[WORK TASK] Which of the lines in the data below contain the string "reread"? Copy each of them.

Data entries:
-*-*-

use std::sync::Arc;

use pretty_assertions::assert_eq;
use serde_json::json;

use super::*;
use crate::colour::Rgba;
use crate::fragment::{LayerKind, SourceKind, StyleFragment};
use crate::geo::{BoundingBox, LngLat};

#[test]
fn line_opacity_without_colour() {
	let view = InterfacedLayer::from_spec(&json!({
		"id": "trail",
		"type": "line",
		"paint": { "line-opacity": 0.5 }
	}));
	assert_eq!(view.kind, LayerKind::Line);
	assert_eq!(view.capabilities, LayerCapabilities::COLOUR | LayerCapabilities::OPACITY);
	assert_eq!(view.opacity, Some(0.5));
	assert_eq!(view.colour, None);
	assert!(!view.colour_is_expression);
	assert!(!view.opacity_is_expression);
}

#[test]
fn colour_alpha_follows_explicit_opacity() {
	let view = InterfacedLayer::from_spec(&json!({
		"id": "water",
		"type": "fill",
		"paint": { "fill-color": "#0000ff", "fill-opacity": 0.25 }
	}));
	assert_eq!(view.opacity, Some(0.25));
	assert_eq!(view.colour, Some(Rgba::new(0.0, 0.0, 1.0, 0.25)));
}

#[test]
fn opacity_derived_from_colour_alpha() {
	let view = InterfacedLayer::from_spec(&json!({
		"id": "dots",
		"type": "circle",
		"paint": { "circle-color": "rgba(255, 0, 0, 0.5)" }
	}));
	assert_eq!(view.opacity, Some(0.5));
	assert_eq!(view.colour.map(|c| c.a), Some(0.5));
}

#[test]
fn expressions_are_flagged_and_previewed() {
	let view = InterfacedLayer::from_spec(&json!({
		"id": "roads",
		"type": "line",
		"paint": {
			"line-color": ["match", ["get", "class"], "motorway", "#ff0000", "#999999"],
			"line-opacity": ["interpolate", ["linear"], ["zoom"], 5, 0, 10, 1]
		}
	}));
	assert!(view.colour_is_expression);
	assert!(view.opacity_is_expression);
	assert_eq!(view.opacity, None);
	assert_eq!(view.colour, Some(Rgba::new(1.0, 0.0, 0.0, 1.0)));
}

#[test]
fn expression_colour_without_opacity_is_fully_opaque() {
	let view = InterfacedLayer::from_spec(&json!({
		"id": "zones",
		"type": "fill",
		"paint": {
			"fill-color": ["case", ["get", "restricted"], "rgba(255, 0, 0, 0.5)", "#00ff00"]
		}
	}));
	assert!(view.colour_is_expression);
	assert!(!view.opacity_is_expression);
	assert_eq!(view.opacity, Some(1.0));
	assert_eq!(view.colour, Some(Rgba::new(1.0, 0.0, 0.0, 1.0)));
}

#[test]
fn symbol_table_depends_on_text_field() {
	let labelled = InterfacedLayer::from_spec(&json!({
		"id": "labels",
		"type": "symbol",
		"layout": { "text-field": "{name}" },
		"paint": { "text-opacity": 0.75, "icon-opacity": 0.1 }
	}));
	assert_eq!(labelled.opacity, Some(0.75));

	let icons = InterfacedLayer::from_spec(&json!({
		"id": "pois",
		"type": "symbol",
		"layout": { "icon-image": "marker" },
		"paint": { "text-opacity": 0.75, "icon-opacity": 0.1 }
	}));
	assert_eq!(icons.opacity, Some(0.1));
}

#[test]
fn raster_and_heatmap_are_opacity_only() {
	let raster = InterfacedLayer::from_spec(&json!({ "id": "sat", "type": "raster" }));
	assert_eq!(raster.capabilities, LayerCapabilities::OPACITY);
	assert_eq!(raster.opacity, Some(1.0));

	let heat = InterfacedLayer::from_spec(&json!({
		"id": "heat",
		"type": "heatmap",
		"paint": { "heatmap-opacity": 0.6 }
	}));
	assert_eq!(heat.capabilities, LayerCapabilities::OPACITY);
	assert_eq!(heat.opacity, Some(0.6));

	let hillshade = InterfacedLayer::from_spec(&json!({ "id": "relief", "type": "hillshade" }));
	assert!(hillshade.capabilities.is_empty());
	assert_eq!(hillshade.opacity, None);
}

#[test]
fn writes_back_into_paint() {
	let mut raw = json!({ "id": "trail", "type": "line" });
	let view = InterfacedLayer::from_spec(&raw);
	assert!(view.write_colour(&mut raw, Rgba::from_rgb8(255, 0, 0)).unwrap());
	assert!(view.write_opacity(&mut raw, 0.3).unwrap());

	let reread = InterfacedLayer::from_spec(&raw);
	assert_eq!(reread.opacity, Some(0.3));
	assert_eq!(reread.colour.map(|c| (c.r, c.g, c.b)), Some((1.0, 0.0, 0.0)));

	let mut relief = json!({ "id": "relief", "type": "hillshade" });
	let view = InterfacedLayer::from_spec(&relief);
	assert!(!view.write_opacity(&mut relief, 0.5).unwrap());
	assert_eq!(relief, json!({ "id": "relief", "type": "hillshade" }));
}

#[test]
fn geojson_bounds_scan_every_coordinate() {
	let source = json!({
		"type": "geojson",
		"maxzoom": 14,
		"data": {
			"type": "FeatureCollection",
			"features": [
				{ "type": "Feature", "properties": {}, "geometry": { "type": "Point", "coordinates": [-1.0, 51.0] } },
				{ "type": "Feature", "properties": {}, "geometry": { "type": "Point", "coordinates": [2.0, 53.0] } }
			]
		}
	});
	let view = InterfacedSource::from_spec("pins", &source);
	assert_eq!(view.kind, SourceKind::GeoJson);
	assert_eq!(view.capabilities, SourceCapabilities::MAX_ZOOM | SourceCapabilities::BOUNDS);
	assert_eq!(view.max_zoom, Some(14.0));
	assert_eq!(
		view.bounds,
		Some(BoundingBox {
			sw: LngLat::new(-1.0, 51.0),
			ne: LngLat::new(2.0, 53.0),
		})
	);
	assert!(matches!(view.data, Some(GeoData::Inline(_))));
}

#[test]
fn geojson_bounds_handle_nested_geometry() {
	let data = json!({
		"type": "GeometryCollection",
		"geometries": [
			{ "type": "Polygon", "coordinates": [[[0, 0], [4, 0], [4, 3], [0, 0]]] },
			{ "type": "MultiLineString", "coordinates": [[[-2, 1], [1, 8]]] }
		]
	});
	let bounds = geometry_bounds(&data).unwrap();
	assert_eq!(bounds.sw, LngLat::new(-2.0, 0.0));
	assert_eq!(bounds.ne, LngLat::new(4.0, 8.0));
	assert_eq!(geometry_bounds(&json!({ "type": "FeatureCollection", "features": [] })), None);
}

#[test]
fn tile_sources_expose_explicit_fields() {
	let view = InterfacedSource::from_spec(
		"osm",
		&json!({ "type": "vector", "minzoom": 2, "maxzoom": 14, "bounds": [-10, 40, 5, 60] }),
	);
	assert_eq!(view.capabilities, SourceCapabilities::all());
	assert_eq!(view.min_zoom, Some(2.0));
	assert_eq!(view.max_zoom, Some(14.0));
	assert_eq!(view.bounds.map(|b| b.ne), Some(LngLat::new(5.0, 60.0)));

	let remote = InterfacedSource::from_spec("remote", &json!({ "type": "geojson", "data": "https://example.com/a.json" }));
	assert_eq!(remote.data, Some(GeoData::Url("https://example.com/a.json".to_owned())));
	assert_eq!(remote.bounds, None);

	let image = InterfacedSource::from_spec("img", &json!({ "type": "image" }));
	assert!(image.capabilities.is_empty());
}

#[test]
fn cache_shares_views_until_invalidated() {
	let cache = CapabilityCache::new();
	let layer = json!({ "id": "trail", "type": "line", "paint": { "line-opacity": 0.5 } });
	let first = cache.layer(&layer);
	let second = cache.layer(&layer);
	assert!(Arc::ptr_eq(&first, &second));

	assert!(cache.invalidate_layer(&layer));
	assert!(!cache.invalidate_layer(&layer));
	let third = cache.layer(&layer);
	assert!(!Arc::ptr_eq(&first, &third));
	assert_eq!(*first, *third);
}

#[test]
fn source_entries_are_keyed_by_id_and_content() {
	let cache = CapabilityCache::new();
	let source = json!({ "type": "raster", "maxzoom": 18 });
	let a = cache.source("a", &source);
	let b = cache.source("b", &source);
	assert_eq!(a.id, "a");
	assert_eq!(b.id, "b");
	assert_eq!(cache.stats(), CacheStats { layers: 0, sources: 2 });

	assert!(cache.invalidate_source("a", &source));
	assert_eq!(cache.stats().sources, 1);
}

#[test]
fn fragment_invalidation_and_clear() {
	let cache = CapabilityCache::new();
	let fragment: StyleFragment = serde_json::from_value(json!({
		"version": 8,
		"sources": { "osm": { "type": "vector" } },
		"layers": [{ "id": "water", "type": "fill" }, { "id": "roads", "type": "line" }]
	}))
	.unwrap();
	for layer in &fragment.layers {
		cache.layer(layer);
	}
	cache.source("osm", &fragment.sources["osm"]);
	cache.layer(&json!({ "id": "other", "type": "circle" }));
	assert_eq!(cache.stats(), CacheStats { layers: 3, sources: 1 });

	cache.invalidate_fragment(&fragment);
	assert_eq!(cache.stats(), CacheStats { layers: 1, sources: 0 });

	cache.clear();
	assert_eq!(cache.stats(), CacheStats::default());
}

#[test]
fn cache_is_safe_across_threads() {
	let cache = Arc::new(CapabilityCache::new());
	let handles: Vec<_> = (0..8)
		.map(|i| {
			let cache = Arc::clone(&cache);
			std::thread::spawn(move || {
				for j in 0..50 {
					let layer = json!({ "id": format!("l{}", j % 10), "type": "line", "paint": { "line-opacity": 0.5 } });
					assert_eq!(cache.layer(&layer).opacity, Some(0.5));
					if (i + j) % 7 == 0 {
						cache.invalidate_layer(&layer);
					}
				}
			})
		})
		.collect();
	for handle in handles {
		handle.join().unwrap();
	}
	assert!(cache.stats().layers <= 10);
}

-*-*-

[RESPONSE FOR THIS EXERCISE]
	let reread = InterfacedLayer::from_spec(&raw);
	assert_eq!(reread.opacity, Some(0.3));
	assert_eq!(reread.colour.map(|c| (c.r, c.g, c.b)), Some((1.0, 0.0, 0.0)));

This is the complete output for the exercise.